# Foxconn Motherboard - any good?



## suraswami (Dec 25, 2007)

Hello

I am looking to replace my Gigabyte SLI S939 board with this

http://www.newegg.com/Product/Product.aspx?Item=N82E16813186062

My gigabyte board needs a RMA service and while I wait for the board (which is minimum 2 weeks) I need something to fill in.

Mainly I am looking for Stability, some overclocking and properly implemented S3 sleep state.  This board is going to be used in Media center and S3 is damn important.  The gigabyte board is having problems with S3 and that is reason I am RMAing it.  Has the latest bios tho.

May be if foxconn is good I can sell the gigabyte board after it comes back from RMA.

Any thoughts?


----------



## Grings (Dec 25, 2007)

Very good board surprisingly, ive had one with a opteron 165@2.8ghz for around a year now, very stable board, and the NB fan is surprisingly quiet

using a lower multiplier ive had it up to 420fsb perfectly stable, the only problem is the bios only goes up to 300fsb, so i have to use clockgen to go over that


----------



## suraswami (Dec 25, 2007)

Thanks.  I am seeing mixed reviews at newegg and tigerdirect.  That is why little reluctant in placing the order.
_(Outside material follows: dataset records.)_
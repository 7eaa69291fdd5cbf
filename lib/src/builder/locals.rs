use super::state::BuilderState;
use super::{Builder, BytecodeLocal, LocalScope};
use crate::errors::EncodingOverflow;
use crate::{Constant, Error};

impl Builder<'_> {
    /// Declare a local in the innermost scope
    ///
    /// With block scoping the local gets the next free frame slot of its scope (nested blocks
    /// continue after the slots of their parents) and a live range starting here. Without it,
    /// frame slots and local indices coincide.
    pub(super) fn create_local_in_scope(
        &mut self,
        name: Option<Constant>,
        info: Option<Constant>,
    ) -> Result<BytecodeLocal, Error> {
        for constant in name.iter().chain(info.iter()) {
            constant.validate()?;
        }
        let block_scoping = self.block_scoping();

        let scope_sp = {
            let state = self.state()?;
            state.operations.walk().find(|sp| {
                state
                    .operations
                    .get(*sp)
                    .map_or(false, |entry| entry.scope().is_some())
            })
        };
        let scope_sp = match scope_sp {
            Some(sp) => sp,
            None => return Err(self.fail("Locals must be created inside a Block or Root operation")),
        };

        let state = self.state_mut()?;
        let local_index = u16::try_from(state.num_locals)
            .ok()
            .filter(|index| *index < i16::MAX as u16)
            .ok_or(Error::Encoding(EncodingOverflow::Locals(
                state.num_locals as usize,
            )))?;
        let name = state.constants.add_optional(name)?;
        let info = state.constants.add_optional(info)?;
        state.num_locals += 1;
        let root = state.root_index;

        if !block_scoping {
            state.locals.open(0, local_index, local_index, name, info);
            state.max_locals = state.num_locals;
            return Ok(BytecodeLocal {
                root,
                local_index,
                frame_index: local_index,
                scope: None,
            });
        }

        let start = state.bytecode.bci();
        let entry = state
            .operations
            .get_mut(scope_sp)
            .ok_or_else(|| Error::internal("scope vanished from the operation stack"))?;
        let sequence_number = entry.sequence_number;
        let scope = entry
            .scope_mut()
            .ok_or_else(|| Error::internal("scope operation without a scope"))?;
        let frame_index = scope.frame_offset + scope.num_locals;
        if frame_index >= i16::MAX as u16 {
            return Err(Error::Encoding(EncodingOverflow::Locals(frame_index as usize)));
        }
        scope.num_locals += 1;
        let table_index = state
            .locals
            .open(start, local_index, frame_index, name, info);
        scope.locals.push(table_index);
        state.max_locals = state.max_locals.max(frame_index as u32 + 1);

        Ok(BytecodeLocal {
            root,
            local_index,
            frame_index,
            scope: Some(LocalScope {
                sp: scope_sp,
                sequence_number,
            }),
        })
    }

    /// Check a local accessed directly from the current root
    pub(super) fn validate_local(&self, local: &BytecodeLocal) -> Result<(), Error> {
        let state = self.state()?;
        if local.root != state.root_index {
            return Err(self.fail(
                "Local variable belongs to a different root; use the materialized local operations to access locals of enclosing roots",
            ));
        }
        self.check_scope(state, local)
    }

    /// Check a local accessed through a materialized frame, which may belong to any open root
    pub(super) fn validate_materialized_local(&self, local: &BytecodeLocal) -> Result<(), Error> {
        match self
            .states
            .iter()
            .rev()
            .find(|state| state.root_index == local.root)
        {
            Some(state) => self.check_scope(state, local),
            None => Err(self.fail(
                "Materialized local belongs to a root that is not being built anymore",
            )),
        }
    }

    fn check_scope(&self, state: &BuilderState, local: &BytecodeLocal) -> Result<(), Error> {
        let scope = match local.scope {
            Some(scope) => scope,
            None => return Ok(()),
        };
        let live = state.operations.get(scope.sp).map_or(false, |entry| {
            entry.sequence_number == scope.sequence_number
                && entry.scope().map_or(false, |scope| scope.valid)
        });
        if live {
            Ok(())
        } else {
            Err(self.fail(
                "Local variable used outside of its declaring Block; its scope has already ended",
            ))
        }
    }
}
Does the S3 state work properly?


----------



## Grings (Dec 25, 2007)

yes, i use it myself, it didnt work with the shipping bios though, but once i updated it works fine


----------



## btarunr (Dec 25, 2007)

Yes it does. Foxconn is a quality brand and the NF4 SLI, NF4 Ultra are touted to have best performed on Foxconn boards. Take reviews on shopping sites with a pinch of salt, not all of them are real. Some of them write bad reviews just to affect the brand's sales. Trust reviews from expert sites, and of course, we're here too!


----------



## suraswami (Dec 25, 2007)

How about their warranty?  Are they any good?  Good customer service?  I have seen crys about them here at TPU.  Their mobo carries 3 years warranty.  Just incase I need a replacement.
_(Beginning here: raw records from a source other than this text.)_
impl ModelBuilder {
    pub fn new(name: impl Into<String>) -> ModelBuilder {
        ModelBuilder {
            name: name.into(),
            features: Features::empty(),
            tags: vec![],
            customs: vec![],
            short_circuits: vec![],
            instructions: vec![],
            rules: vec![],
        }
    }

    pub fn features(mut self, features: Features) -> ModelBuilder {
        self.features = features;
        self
    }

    pub fn tag(mut self, name: impl Into<String>) -> ModelBuilder {
        self.tags.push(name.into());
        self
    }

    pub fn custom(mut self, operation: CustomOperation) -> ModelBuilder {
        self.customs.push(operation);
        self
    }

    pub fn short_circuit(mut self, operation: ShortCircuitOperation) -> ModelBuilder {
        self.short_circuits.push(operation);
        self
    }

    /// Declare an extra instruction, usually the target of a rewrite rule
    pub fn instruction(
        mut self,
        name: impl Into<String>,
        immediates: &[ImmediateKind],
        stack_effect: i32,
    ) -> ModelBuilder {
        self.instructions
            .push((name.into(), immediates.to_vec(), stack_effect));
        self
    }

    pub fn rewrite(mut self, rule: RewriteRule) -> ModelBuilder {
        self.rules.push(rule);
        self
    }

    pub fn build(self) -> Result<Model, Error> {
        let features = self.features;

        if self.tags.len() > MAX_TAGS {
            return Err(Error::InvalidModel(format!(
                "{} tags declared, at most {} are supported",
                self.tags.len(),
                MAX_TAGS
            )));
        }
        if !self.tags.is_empty() && !features.contains(Features::TAGS) {
            return Err(Error::InvalidModel(String::from(
                "tags declared but the model does not enable tags",
            )));
        }
        for (index, tag) in self.tags.iter().enumerate() {
            if self.tags[..index].contains(tag) {
                return Err(Error::InvalidModel(format!("duplicate tag {}", tag)));
            }
        }
        if !self.rules.is_empty() && !features.contains(Features::REWRITING) {
            return Err(Error::InvalidModel(String::from(
                "rewrite rules declared but the model does not enable rewriting",
            )));
        }

        let mut operations: Vec<OperationInfo> = OperationKind::BUILTINS
            .iter()
            .enumerate()
            .map(|(index, kind)| OperationInfo::builtin(*kind, OperationId(index as u16)))
            .collect();
        let mut instructions = instructions::builtin_instructions();

        // Custom operations
        let mut customs = vec![];
        let mut instrumentation_count = 0;
        for declaration in self.customs {
            validate_custom(&declaration, features)?;

            let mut immediates = vec![];
            for constant in declaration
                .begin_constants
                .iter()
                .chain(&declaration.end_constants)
            {
                if let Some(kinds) = constant.immediates() {
                    immediates.extend_from_slice(kinds);
                }
            }
            immediates.push(ImmediateKind::Node);
            if declaration.kind == CustomKind::Yield {
                immediates.push(ImmediateKind::Continuation);
            }
            let stack_effect =
                declaration.returns_value as i32 - declaration.operands.len() as i32;
            let instruction = InstructionId(instructions.len() as u16);
            instructions.push(InstructionInfo::new(
                instruction,
                format!("c.{}", declaration.name),
                immediates,
                StackEffect::Fixed(stack_effect),
            ));

            let instrumentation_index = if declaration.kind == CustomKind::Instrumentation {
                instrumentation_count += 1;
                Some(instrumentation_count - 1)
            } else {
                None
            };
            let op_kind = match declaration.kind {
                CustomKind::Regular => OperationKind::Custom,
                CustomKind::Yield => OperationKind::CustomYield,
                CustomKind::Instrumentation => OperationKind::CustomInstrumentation,
            };
            operations.push(OperationInfo {
                id: OperationId(operations.len() as u16),
                name: declaration.name.clone(),
                kind: op_kind,
                begin_arguments: declaration.begin_constants.clone(),
                end_arguments: declaration.end_constants.clone(),
                is_leaf: declaration.is_leaf(),
                custom_index: Some(customs.len()),
            });
            customs.push(CustomOperationInfo {
                declaration,
                instruction,
                instrumentation_index,
            });
        }
        if instrumentation_count > 32 {
            return Err(Error::InvalidModel(String::from(
                "at most 32 instrumentation operations are supported",
            )));
        }

        // Short circuit operations
        let mut short_circuits = vec![];
        for declaration in self.short_circuits {
            let converter = match &declaration.converter {
                None => None,
                Some(name) => {
                    let custom = customs
                        .iter()
                        .find(|custom| &custom.declaration.name == name)
                        .ok_or_else(|| {
                            Error::InvalidModel(format!(
                                "converter {} of {} is not a custom operation",
                                name, declaration.name
                            ))
                        })?;
                    let converter = &custom.declaration;
                    if converter.kind != CustomKind::Regular
                        || converter.operands.len() != 1
                        || converter.variadic
                        || !converter.returns_value
                        || !converter.begin_constants.is_empty()
                        || !converter.end_constants.is_empty()
                    {
                        return Err(Error::InvalidModel(format!(
                            "converter {} must take exactly one operand and produce a value",
                            name
                        )));
                    }
                    Some(custom.instruction)
                }
            };
            let stack_effect = if converter.is_some() && !declaration.returns_converted {
                -2
            } else {
                -1
            };
            let instruction = InstructionId(instructions.len() as u16);
            instructions.push(InstructionInfo::new(
                instruction,
                format!("sc.{}", declaration.name),
                vec![ImmediateKind::BranchTarget, ImmediateKind::BranchProfile],
                StackEffect::Fixed(stack_effect),
            ));
            operations.push(OperationInfo {
                id: OperationId(operations.len() as u16),
                name: declaration.name.clone(),
                kind: OperationKind::CustomShortCircuit,
                begin_arguments: vec![],
                end_arguments: vec![],
                is_leaf: false,
                custom_index: Some(short_circuits.len()),
            });
            short_circuits.push(ShortCircuitInfo {
                declaration,
                instruction,
                converter,
            });
        }

        // Superinstructions
        for (name, immediates, stack_effect) in self.instructions {
            let id = InstructionId(instructions.len() as u16);
            instructions.push(InstructionInfo::new(
                id,
                name,
                immediates,
                StackEffect::Fixed(stack_effect),
            ));
        }

        if operations.len() > (i16::MAX as usize >> 1) {
            return Err(Error::InvalidModel(format!(
                "{} operations do not fit the serialized encoding",
                operations.len()
            )));
        }
        if instructions.len() > u16::MAX as usize {
            return Err(Error::InvalidModel(format!(
                "{} instructions do not fit in an opcode",
                instructions.len()
            )));
        }

        let mut operation_names = HashMap::new();
        for operation in &operations {
            if operation_names
                .insert(operation.name.clone(), operation.id)
                .is_some()
            {
                return Err(Error::InvalidModel(format!(
                    "duplicate operation {}",
                    operation.name
                )));
            }
        }
        let mut instruction_names = HashMap::new();
        for instruction in &instructions {
            if instruction_names
                .insert(instruction.name.clone(), instruction.id)
                .is_some()
            {
                return Err(Error::InvalidModel(format!(
                    "duplicate instruction {}",
                    instruction.name
                )));
            }
        }

        let rules = self
            .rules
            .iter()
            .map(|rule| ResolvedRule::resolve(rule, &instructions, &instruction_names))
            .collect::<Result<Vec<_>, _>>()?;
        let dfa = if rules.is_empty() {
            None
        } else {
            let dfa = RewriteDfa::build(&rules, instructions.len())?;
            log::debug!(
                "Rewrite automaton for {} has {} states over {} rules",
                self.name,
                dfa.state_count(),
                rules.len()
            );
            Some(dfa)
        };

        Ok(Model {
            name: self.name,
            features,
            tags: self.tags,
            operations,
            instructions,
            customs,
            short_circuits,
            rules,
            dfa,
            operation_names,
            instruction_names,
        })
    }
}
Otherwise I thought of buying ECS KN1 lite mobo.  ECS customer service is excellent but it has 1 yr warranty.

Next option was Biostar.  Excellent customer service but once again same thing 1 yr. Same board from different vendor Machspeed.  They give lifetime warranty.

But still leaning towards Foxconn.


----------



## btarunr (Dec 25, 2007)

Nyaah, that'll be fine. I've never had trouble dealing with Foxconn boards. Just take good electro-static precautions and you'll do just fine. That Foxconn board is a gem!


----------